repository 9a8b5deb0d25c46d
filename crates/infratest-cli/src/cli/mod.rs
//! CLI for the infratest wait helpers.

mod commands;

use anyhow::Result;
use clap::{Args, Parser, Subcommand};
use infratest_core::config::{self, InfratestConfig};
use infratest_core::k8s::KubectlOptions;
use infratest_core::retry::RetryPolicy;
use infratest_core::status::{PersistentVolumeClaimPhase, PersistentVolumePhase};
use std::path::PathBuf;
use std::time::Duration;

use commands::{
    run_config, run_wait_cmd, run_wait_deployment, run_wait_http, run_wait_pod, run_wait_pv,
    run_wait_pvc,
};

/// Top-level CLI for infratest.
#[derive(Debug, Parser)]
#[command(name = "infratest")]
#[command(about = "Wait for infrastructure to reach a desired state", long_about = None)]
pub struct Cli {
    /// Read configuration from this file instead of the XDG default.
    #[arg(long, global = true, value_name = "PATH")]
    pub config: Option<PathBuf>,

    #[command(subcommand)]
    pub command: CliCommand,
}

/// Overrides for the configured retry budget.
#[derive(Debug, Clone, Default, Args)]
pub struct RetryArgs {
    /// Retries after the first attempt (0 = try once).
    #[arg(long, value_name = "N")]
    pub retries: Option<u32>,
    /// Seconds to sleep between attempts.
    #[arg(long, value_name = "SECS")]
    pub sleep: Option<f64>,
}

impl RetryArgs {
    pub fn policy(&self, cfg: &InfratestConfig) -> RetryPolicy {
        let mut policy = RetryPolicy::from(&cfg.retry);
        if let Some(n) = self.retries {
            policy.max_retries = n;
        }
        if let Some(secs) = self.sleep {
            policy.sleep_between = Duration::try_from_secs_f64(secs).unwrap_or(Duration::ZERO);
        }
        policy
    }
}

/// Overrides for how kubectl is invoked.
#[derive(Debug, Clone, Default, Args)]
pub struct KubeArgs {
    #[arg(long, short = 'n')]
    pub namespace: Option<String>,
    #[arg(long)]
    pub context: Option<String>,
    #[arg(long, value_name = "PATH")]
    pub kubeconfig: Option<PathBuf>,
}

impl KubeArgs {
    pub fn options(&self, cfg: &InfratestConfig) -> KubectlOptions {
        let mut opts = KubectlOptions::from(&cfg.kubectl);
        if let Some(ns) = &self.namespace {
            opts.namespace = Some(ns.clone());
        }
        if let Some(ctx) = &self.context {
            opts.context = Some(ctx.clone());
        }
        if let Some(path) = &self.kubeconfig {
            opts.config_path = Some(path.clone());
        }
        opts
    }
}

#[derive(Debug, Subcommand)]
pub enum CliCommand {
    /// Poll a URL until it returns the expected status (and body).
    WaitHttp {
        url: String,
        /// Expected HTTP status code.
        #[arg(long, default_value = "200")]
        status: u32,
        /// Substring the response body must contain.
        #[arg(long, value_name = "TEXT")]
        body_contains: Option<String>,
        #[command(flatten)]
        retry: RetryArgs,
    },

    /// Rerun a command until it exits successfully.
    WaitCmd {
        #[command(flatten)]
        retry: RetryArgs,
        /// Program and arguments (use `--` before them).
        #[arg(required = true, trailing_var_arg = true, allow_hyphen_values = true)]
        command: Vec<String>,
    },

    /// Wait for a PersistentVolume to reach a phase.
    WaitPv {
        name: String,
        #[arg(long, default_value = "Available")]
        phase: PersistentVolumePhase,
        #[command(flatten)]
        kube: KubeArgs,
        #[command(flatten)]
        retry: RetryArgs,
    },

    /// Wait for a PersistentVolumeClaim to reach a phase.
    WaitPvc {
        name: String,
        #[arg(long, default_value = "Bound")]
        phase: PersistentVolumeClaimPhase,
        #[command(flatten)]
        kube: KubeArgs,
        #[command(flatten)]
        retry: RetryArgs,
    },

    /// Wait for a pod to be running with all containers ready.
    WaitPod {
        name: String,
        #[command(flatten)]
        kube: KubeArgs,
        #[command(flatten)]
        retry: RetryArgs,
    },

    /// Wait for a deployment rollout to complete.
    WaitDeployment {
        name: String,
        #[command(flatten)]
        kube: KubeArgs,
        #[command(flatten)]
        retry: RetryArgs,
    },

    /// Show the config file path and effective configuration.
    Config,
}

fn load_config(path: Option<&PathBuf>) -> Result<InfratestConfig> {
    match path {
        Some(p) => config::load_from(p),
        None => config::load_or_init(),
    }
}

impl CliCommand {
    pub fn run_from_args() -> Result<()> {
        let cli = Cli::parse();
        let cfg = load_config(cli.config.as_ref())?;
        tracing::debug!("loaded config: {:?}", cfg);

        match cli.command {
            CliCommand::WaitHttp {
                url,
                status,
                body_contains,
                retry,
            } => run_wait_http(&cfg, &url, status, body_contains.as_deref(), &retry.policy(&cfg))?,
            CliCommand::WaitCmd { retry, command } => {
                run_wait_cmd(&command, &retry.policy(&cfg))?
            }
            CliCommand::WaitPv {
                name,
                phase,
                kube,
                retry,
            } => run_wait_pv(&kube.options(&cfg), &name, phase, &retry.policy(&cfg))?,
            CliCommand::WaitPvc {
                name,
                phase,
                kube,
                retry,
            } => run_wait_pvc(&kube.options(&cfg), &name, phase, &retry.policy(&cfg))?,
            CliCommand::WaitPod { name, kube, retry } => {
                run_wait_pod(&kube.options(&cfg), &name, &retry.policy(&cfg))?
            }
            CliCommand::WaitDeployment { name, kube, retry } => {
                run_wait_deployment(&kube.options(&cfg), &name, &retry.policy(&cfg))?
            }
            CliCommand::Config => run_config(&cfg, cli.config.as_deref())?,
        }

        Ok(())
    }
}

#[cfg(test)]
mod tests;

****

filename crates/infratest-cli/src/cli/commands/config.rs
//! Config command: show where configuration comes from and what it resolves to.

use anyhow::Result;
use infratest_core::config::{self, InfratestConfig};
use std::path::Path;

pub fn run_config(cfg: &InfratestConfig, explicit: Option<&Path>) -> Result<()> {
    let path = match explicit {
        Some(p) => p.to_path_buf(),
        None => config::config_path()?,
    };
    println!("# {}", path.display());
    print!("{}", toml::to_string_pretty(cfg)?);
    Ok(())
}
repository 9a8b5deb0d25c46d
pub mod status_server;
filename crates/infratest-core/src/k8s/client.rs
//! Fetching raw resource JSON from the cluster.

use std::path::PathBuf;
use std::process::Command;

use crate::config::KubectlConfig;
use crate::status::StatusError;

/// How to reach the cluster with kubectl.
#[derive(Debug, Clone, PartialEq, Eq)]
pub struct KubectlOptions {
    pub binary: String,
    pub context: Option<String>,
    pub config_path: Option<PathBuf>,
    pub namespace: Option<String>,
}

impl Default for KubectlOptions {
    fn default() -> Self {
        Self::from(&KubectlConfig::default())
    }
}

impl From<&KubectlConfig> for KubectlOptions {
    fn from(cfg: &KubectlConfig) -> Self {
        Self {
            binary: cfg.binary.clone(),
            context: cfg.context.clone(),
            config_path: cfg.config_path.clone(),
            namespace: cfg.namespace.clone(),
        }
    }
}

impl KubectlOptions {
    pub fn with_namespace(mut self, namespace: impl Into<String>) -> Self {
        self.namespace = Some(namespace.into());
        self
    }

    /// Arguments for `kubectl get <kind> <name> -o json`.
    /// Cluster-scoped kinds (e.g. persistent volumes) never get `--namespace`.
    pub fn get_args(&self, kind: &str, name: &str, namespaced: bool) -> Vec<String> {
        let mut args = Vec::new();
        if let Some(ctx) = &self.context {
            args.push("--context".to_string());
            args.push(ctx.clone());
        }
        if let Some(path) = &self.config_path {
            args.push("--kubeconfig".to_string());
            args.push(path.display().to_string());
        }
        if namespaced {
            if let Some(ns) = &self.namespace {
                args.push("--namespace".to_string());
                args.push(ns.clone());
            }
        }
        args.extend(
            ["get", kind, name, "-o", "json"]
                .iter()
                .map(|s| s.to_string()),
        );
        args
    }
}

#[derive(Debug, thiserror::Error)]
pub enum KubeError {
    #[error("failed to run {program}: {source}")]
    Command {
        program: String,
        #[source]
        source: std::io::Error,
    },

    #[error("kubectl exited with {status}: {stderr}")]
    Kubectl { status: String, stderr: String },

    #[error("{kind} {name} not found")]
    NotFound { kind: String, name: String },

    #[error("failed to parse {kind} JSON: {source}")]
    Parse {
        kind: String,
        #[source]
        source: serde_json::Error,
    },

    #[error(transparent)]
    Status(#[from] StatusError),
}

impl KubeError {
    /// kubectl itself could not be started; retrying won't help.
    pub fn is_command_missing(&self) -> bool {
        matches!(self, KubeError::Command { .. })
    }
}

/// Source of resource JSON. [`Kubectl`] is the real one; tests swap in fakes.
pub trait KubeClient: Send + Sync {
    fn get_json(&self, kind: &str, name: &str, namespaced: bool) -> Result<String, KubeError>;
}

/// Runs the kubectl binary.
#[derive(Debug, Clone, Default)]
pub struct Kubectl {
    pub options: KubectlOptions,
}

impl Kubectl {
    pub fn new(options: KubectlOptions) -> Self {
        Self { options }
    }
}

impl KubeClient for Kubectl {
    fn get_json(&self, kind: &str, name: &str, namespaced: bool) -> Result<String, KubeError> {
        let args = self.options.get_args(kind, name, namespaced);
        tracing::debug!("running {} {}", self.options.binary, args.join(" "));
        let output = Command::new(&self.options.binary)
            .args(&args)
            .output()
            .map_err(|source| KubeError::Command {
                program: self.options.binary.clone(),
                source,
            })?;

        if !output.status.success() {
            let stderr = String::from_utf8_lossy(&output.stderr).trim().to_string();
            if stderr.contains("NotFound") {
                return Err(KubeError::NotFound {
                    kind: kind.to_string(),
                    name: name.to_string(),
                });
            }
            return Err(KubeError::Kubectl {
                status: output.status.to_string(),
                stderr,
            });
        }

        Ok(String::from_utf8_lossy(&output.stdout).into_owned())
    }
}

****

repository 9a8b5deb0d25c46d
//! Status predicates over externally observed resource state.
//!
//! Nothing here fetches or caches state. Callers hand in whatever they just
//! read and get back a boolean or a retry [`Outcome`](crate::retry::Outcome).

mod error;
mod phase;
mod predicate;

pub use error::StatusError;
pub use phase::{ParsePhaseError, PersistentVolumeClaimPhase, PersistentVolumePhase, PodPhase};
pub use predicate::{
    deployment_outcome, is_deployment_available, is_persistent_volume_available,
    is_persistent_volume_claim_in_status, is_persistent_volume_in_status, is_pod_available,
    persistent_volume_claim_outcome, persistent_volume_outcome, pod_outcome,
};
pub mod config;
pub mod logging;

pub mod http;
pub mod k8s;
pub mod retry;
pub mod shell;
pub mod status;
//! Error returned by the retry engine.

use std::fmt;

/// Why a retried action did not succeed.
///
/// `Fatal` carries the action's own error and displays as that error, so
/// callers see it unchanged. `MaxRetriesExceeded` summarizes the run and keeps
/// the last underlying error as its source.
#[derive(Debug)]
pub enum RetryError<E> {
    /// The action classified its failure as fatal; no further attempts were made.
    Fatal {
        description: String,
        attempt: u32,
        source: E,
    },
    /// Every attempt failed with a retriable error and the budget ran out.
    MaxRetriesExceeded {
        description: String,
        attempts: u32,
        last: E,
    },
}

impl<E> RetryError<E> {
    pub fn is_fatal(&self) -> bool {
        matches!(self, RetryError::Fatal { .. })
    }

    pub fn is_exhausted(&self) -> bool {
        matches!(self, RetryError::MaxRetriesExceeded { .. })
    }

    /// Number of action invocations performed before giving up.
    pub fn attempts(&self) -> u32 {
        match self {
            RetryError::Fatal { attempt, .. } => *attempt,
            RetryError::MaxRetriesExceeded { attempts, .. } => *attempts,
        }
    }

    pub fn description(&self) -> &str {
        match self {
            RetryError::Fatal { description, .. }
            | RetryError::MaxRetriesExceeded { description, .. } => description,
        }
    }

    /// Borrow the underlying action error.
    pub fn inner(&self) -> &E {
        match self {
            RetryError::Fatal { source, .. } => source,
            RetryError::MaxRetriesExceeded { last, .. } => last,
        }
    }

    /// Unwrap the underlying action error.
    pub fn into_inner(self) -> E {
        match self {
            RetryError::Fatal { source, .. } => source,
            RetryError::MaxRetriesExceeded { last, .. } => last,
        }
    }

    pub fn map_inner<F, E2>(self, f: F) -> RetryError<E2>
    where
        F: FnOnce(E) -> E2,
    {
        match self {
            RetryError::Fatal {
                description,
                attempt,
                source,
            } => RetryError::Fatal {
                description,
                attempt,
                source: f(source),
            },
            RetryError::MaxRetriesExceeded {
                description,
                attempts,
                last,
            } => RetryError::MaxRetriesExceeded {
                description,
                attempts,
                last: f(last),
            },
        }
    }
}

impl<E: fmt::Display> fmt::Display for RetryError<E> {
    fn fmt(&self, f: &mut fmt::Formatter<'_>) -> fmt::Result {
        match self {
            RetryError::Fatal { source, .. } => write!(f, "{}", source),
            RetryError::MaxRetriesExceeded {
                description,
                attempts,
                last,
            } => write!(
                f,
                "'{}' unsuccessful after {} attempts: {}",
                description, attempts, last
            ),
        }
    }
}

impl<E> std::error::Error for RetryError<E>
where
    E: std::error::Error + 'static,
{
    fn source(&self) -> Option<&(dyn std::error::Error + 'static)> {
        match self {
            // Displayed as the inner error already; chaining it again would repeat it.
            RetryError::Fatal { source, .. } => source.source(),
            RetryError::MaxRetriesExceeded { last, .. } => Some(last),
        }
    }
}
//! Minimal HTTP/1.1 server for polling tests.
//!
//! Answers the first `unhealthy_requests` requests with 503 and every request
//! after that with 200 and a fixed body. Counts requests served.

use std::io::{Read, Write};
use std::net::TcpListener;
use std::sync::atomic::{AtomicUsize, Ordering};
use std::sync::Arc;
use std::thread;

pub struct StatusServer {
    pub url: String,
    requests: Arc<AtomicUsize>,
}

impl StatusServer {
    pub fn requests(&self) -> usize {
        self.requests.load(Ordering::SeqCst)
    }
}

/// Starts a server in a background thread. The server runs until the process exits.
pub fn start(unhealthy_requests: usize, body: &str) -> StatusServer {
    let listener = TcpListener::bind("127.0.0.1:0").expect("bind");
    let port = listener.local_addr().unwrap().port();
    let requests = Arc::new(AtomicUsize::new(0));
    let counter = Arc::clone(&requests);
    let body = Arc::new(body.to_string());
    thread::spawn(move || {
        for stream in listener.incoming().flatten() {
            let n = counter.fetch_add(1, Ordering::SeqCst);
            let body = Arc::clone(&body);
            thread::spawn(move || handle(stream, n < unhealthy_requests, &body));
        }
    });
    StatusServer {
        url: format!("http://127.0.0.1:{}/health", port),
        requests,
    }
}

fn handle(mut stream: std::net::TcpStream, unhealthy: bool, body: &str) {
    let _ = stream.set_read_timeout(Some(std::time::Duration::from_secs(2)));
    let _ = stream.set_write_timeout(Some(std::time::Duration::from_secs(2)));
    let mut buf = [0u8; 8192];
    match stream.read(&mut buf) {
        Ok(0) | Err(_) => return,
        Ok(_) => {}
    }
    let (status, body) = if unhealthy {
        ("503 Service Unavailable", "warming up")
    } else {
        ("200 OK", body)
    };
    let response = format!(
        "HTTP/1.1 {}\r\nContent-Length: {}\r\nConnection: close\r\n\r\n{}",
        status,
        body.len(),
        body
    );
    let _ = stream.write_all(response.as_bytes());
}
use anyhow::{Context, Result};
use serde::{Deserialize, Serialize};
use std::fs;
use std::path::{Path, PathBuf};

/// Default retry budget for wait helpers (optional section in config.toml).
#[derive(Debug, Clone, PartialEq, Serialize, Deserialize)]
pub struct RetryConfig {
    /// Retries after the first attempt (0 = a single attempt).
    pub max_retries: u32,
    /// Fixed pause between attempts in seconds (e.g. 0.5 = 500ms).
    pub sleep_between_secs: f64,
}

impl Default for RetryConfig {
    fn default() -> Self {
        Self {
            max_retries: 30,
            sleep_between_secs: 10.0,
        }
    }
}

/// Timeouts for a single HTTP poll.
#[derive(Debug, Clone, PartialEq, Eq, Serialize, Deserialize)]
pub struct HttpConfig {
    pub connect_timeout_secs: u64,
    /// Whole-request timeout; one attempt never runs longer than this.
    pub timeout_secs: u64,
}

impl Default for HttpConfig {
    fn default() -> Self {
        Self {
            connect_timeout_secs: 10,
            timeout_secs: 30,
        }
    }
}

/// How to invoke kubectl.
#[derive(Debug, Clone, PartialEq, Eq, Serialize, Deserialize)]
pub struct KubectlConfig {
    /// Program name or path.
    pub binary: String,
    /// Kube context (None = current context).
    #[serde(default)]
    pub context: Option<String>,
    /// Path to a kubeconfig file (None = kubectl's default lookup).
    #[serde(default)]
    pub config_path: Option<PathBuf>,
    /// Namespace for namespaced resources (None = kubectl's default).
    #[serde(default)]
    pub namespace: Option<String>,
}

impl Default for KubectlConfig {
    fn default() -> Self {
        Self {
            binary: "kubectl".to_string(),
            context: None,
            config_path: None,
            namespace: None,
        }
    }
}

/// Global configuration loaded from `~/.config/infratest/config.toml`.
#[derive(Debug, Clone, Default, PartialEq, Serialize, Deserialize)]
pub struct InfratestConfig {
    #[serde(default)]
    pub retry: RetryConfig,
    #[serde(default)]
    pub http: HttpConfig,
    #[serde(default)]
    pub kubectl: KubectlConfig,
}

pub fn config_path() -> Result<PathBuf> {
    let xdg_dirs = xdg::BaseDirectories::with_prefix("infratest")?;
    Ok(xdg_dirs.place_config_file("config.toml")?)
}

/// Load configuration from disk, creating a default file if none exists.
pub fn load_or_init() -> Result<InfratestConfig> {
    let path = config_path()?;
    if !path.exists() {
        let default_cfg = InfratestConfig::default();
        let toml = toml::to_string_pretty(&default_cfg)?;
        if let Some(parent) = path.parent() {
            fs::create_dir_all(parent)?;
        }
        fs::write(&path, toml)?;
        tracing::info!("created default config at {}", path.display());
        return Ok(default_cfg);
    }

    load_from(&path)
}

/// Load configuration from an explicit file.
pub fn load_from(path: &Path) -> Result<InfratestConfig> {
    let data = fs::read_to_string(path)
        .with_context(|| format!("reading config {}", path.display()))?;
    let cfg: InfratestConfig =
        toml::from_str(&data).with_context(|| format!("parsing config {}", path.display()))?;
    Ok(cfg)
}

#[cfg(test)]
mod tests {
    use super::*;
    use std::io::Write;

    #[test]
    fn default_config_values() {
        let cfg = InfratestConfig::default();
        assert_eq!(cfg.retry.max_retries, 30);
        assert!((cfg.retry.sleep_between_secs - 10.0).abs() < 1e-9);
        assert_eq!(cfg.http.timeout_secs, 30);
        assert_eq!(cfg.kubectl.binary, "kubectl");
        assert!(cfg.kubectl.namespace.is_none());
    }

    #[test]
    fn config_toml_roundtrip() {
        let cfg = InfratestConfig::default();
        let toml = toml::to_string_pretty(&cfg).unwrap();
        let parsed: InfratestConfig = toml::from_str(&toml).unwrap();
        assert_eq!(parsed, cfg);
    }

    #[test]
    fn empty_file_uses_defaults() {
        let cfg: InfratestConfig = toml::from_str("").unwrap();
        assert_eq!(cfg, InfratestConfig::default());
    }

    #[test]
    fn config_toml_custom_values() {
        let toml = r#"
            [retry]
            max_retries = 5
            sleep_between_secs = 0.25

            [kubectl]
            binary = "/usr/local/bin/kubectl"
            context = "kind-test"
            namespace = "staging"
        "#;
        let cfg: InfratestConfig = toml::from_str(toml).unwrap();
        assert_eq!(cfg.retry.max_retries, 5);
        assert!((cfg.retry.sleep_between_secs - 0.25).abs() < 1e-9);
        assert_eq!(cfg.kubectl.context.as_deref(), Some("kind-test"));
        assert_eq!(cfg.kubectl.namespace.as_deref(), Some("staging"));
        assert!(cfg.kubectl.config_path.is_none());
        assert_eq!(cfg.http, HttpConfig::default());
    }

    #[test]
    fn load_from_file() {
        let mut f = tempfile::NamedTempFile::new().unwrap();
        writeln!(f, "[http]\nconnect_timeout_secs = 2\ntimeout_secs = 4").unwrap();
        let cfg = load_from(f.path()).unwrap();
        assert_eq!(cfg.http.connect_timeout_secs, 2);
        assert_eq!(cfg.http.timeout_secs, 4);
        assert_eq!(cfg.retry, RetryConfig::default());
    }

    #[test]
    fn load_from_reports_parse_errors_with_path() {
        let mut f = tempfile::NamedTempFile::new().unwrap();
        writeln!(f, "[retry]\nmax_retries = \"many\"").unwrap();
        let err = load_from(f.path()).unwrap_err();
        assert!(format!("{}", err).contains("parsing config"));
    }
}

****

## What you should do
How many of the listing's lines contain "that"? Respond with a single number and nothing else.

## Worked solution
2